Good for reminding me about this question, Rick, I missed anderstood's comment before - even though I was interested about this question every summer including this one. ;-) The drop in the morning and afternoon seems almost linear - I sort of expected it to be more brutal, exponential, like exp(-t) in the evening, because of the exponentially decreasing transmission through the absorbing layer, but it apparently ain't so. – Luboš Motl Aug 27 '15 at 19:15
    
@LubošMotl Unfortunately the curves ends a bit too early (4pm) but it could still be in exp(-t) between 4pm and sunset... – anderstood Aug 27 '15 at 20:50

The $1/sin\alpha$ is a useful approximation for sizing solar power systems, but it falls apart as the solar angle approaches zero. Essentially, it assumes the earth is an infinite plane, so when the sun reaches the horizon the amount of absorbing atmosphere between the observer and the sun becomes infinite. Since the earth is a sphere, rather than an infinite plane, this has obvious drawbacks. Also note that this model assumes that only absorption matters, and ignores Rayleigh scattering.

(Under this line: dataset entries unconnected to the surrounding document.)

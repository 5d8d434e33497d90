//! REST API helpers for the auth endpoints.
//!
//! Client-side (hydrate): real HTTP calls via `gloo-net`, relying on the
//! browser to attach the session cookie.
//! Server-side (SSR) and native builds: stubs returning
//! `ApiError::Unavailable`, since these endpoints are only meaningful in the
//! browser.
//!
//! ERROR HANDLING
//! ==============
//! Non-2xx responses become `ApiError::Rejected` carrying the server's
//! `message` field so the view can show it verbatim.

#![allow(clippy::unused_async)]

#[cfg(test)]
#[path = "api_test.rs"]
mod api_test;

#[cfg(any(test, feature = "hydrate"))]
use super::types::ErrorBody;
use super::types::{AuthUser, Credentials, ProfileUpdate, SignupProfile};
use crate::config::ClientConfig;
use crate::error::ApiError;

#[cfg(any(test, feature = "hydrate"))]
pub(crate) const CHECK_PATH: &str = "auth/check";
#[cfg(any(test, feature = "hydrate"))]
pub(crate) const LOGIN_PATH: &str = "auth/login";
#[cfg(any(test, feature = "hydrate"))]
pub(crate) const SIGNUP_PATH: &str = "auth/signup";
#[cfg(any(test, feature = "hydrate"))]
pub(crate) const LOGOUT_PATH: &str = "auth/logout";
#[cfg(any(test, feature = "hydrate"))]
pub(crate) const UPDATE_PROFILE_PATH: &str = "auth/update-profile";

#[cfg(any(test, feature = "hydrate"))]
fn is_success(status: u16) -> bool {
    (200..300).contains(&status)
}

/// Build the rejection for a non-2xx response from its raw body text.
#[cfg(any(test, feature = "hydrate"))]
fn rejection(operation: &str, status: u16, body: &str) -> ApiError {
    let message = match serde_json::from_str::<ErrorBody>(body) {
        Ok(ErrorBody { message: Some(message) }) if !message.trim().is_empty() => message,
        _ => format!("{operation} failed: {status}"),
    };
    ApiError::Rejected { status, message }
}

#[cfg(feature = "hydrate")]
async fn read_user(operation: &str, resp: gloo_net::http::Response) -> Result<AuthUser, ApiError> {
    let status = resp.status();
    if !is_success(status) {
        let body = resp.text().await.unwrap_or_default();
        return Err(rejection(operation, status, &body));
    }
    resp.json::<AuthUser>()
        .await
        .map_err(|e| ApiError::Decode(e.to_string()))
}

#[cfg(feature = "hydrate")]
fn network(e: gloo_net::Error) -> ApiError {
    ApiError::Network(e.to_string())
}

/// Fetch the user bound to the current session cookie via `GET /auth/check`.
///
/// # Errors
///
/// Returns `Rejected` with status 401 when no session exists.
pub async fn check_auth(config: &ClientConfig) -> Result<AuthUser, ApiError> {
    #[cfg(feature = "hydrate")]
    {
        let resp = gloo_net::http::Request::get(&config.endpoint(CHECK_PATH))
            .send()
            .await
            .map_err(network)?;
        read_user("check auth", resp).await
    }
    #[cfg(not(feature = "hydrate"))]
    {
        let _ = config;
        Err(ApiError::Unavailable)
    }
}

/// Log in via `POST /auth/login`.
///
/// # Errors
///
/// Returns an error if the request fails or the credentials are rejected.
pub async fn login(config: &ClientConfig, credentials: &Credentials) -> Result<AuthUser, ApiError> {
    #[cfg(feature = "hydrate")]
    {
        let resp = gloo_net::http::Request::post(&config.endpoint(LOGIN_PATH))
            .json(credentials)
            .map_err(network)?
            .send()
            .await
            .map_err(network)?;
        read_user("login", resp).await
    }
    #[cfg(not(feature = "hydrate"))]
    {
        let _ = (config, credentials);
        Err(ApiError::Unavailable)
    }
}

/// Create an account via `POST /auth/signup`.
///
/// # Errors
///
/// Returns an error if the request fails or the server refuses the account.
pub async fn signup(config: &ClientConfig, profile: &SignupProfile) -> Result<AuthUser, ApiError> {
    #[cfg(feature = "hydrate")]
    {
        let resp = gloo_net::http::Request::post(&config.endpoint(SIGNUP_PATH))
            .json(profile)
            .map_err(network)?
            .send()
            .await
            .map_err(network)?;
        read_user("signup", resp).await
    }
    #[cfg(not(feature = "hydrate"))]
    {
        let _ = (config, profile);
        Err(ApiError::Unavailable)
    }
}

/// End the session via `POST /auth/logout`.
///
/// # Errors
///
/// Returns an error if the request fails or the server responds with a non-OK status.
pub async fn logout(config: &ClientConfig) -> Result<(), ApiError> {
    #[cfg(feature = "hydrate")]
    {
        let resp = gloo_net::http::Request::post(&config.endpoint(LOGOUT_PATH))
            .send()
            .await
            .map_err(network)?;
        let status = resp.status();
        if !is_success(status) {
            let body = resp.text().await.unwrap_or_default();
            return Err(rejection("logout", status, &body));
        }
        Ok(())
    }
    #[cfg(not(feature = "hydrate"))]
    {
        let _ = config;
        Err(ApiError::Unavailable)
    }
}

/// Apply a partial profile update via `PUT /auth/update-profile`.
///
/// # Errors
///
/// Returns an error if the request fails or the server rejects the update.
pub async fn update_profile(config: &ClientConfig, update: &ProfileUpdate) -> Result<AuthUser, ApiError> {
    #[cfg(feature = "hydrate")]
    {
        let resp = gloo_net::http::Request::put(&config.endpoint(UPDATE_PROFILE_PATH))
            .json(update)
            .map_err(network)?
            .send()
            .await
            .map_err(network)?;
        read_user("update profile", resp).await
    }
    #[cfg(not(feature = "hydrate"))]
    {
        let _ = (config, update);
        Err(ApiError::Unavailable)
    }
}
use super::*;

fn draft(full_name: &str, email: &str, password: &str) -> SignupProfile {
    SignupProfile { full_name: full_name.to_owned(), email: email.to_owned(), password: password.to_owned() }
}

// =============================================================
// Individual rules
// =============================================================

#[test]
fn empty_name_is_rejected() {
    assert_eq!(validate_signup(&draft("", "a@b.com", "secret1")), Err(ValidationError::FullNameRequired));
}

#[test]
fn whitespace_name_is_rejected() {
    assert_eq!(validate_signup(&draft("   \t", "a@b.com", "secret1")), Err(ValidationError::FullNameRequired));
}

#[test]
fn blank_email_is_required_not_malformed() {
    assert_eq!(validate_signup(&draft("Ada", "   ", "secret1")), Err(ValidationError::EmailRequired));
}

#[test]
fn malformed_email_is_rejected() {
    assert_eq!(validate_signup(&draft("Ada", "not-an-email", "secret1")), Err(ValidationError::InvalidEmailFormat));
    assert_eq!(validate_signup(&draft("Ada", "a@b", "secret1")), Err(ValidationError::InvalidEmailFormat));
    assert_eq!(validate_signup(&draft("Ada", "@b.com", "secret1")), Err(ValidationError::InvalidEmailFormat));
}

#[test]
fn missing_password_is_rejected() {
    assert_eq!(validate_signup(&draft("Ada", "a@b.com", "")), Err(ValidationError::PasswordRequired));
}

#[test]
fn short_password_is_rejected() {
    assert_eq!(validate_signup(&draft("Ada", "a@b.com", "short")), Err(ValidationError::PasswordTooShort));
}

#[test]
fn password_length_counts_characters() {
    assert_eq!(validate_signup(&draft("Ada", "a@b.com", "ééééé")), Err(ValidationError::PasswordTooShort));
    assert_eq!(validate_signup(&draft("Ada", "a@b.com", "éééééé")), Ok(()));
}

#[test]
fn valid_draft_passes() {
    assert_eq!(validate_signup(&draft("Ada", "a@b.com", "secret1")), Ok(()));
    assert_eq!(validate_signup(&draft(" Ada ", "ada.lovelace@example.co.uk", "123456")), Ok(()));
}

// =============================================================
// Ordering: only the first violated rule is reported
// =============================================================

#[test]
fn name_is_checked_before_everything_else() {
    assert_eq!(validate_signup(&draft("", "", "")), Err(ValidationError::FullNameRequired));
}

#[test]
fn email_presence_before_format_and_password() {
    assert_eq!(validate_signup(&draft("Ada", "", "")), Err(ValidationError::EmailRequired));
}

#[test]
fn email_format_before_password() {
    assert_eq!(validate_signup(&draft("Ada", "nope", "")), Err(ValidationError::InvalidEmailFormat));
}

#[test]
fn password_presence_before_length() {
    assert_eq!(validate_signup(&draft("Ada", "a@b.com", "")), Err(ValidationError::PasswordRequired));
}

// =============================================================
// Email pattern
// =============================================================

#[test]
fn fallback_agrees_with_pattern() {
    for email in ["a@b.com", "x y@z.io", "nope", "a@b", "@b.c", "a@.c", "a@b."] {
        assert_eq!(fallback_email_check(email), is_valid_email(email), "disagreement on {email:?}");
    }
}

#[test]
fn messages_match_toast_text() {
    assert_eq!(ValidationError::FullNameRequired.to_string(), "Full name is required");
    assert_eq!(ValidationError::PasswordTooShort.to_string(), "Password must be at least 6 characters");
}

// =============================================================
// Profile drafts
// =============================================================

#[test]
fn profile_draft_reuses_name_and_email_rules() {
    let ok = ProfileDraft { full_name: "Ada".to_owned(), email: "a@b.com".to_owned() };
    assert_eq!(validate_profile_draft(&ok), Ok(()));

    let bad = ProfileDraft { full_name: "Ada".to_owned(), email: "ada".to_owned() };
    assert_eq!(validate_profile_draft(&bad), Err(ValidationError::InvalidEmailFormat));

    let blank = ProfileDraft { full_name: " ".to_owned(), email: "ada".to_owned() };
    assert_eq!(validate_profile_draft(&blank), Err(ValidationError::FullNameRequired));
}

In terms of absorption, a much better model for atmospheric density is the Barometer Equation, which treats the atmosphere as having an inverse exponential density with a constant of about 8.47 km. This is not quite correct, and provides a total density error from sea level to space in the area of -1%, since it assumes the atmosphere is isothermal, and this is not true.

It is perfectly possible to compute the density of the atmosphere for a given solar angle and distance from the observer. Calling the distance D (in km) and the height at that distance in line with the sun h and the radius of the earth R, $$h = -R +\sqrt{D^2 +R^2 - 2RD\sin({\alpha +\frac{\pi}{2}})} $$ then $$\rho = \rho_0e^{-\frac{h}{8.47}} $$ Integrating this for D from zero to infinity will give the effective mass of the atmosphere along the path, normalized to a vertical path length of 1. This is not an integral which resolves nicely, and numerical integration is indicated.

With the effective mass of the path determined, absorption can be calculated based on the absorption coefficient.

Having dealt with absorption, Rayleigh scattering needs to be addressed, and I'm not sure quite how to do this. The problem is that the goal is not to address the apparent brightness of the sun, but rather the total UV produced by the $2\pi$ steradian expanse of scattered radiation provided by the total sky.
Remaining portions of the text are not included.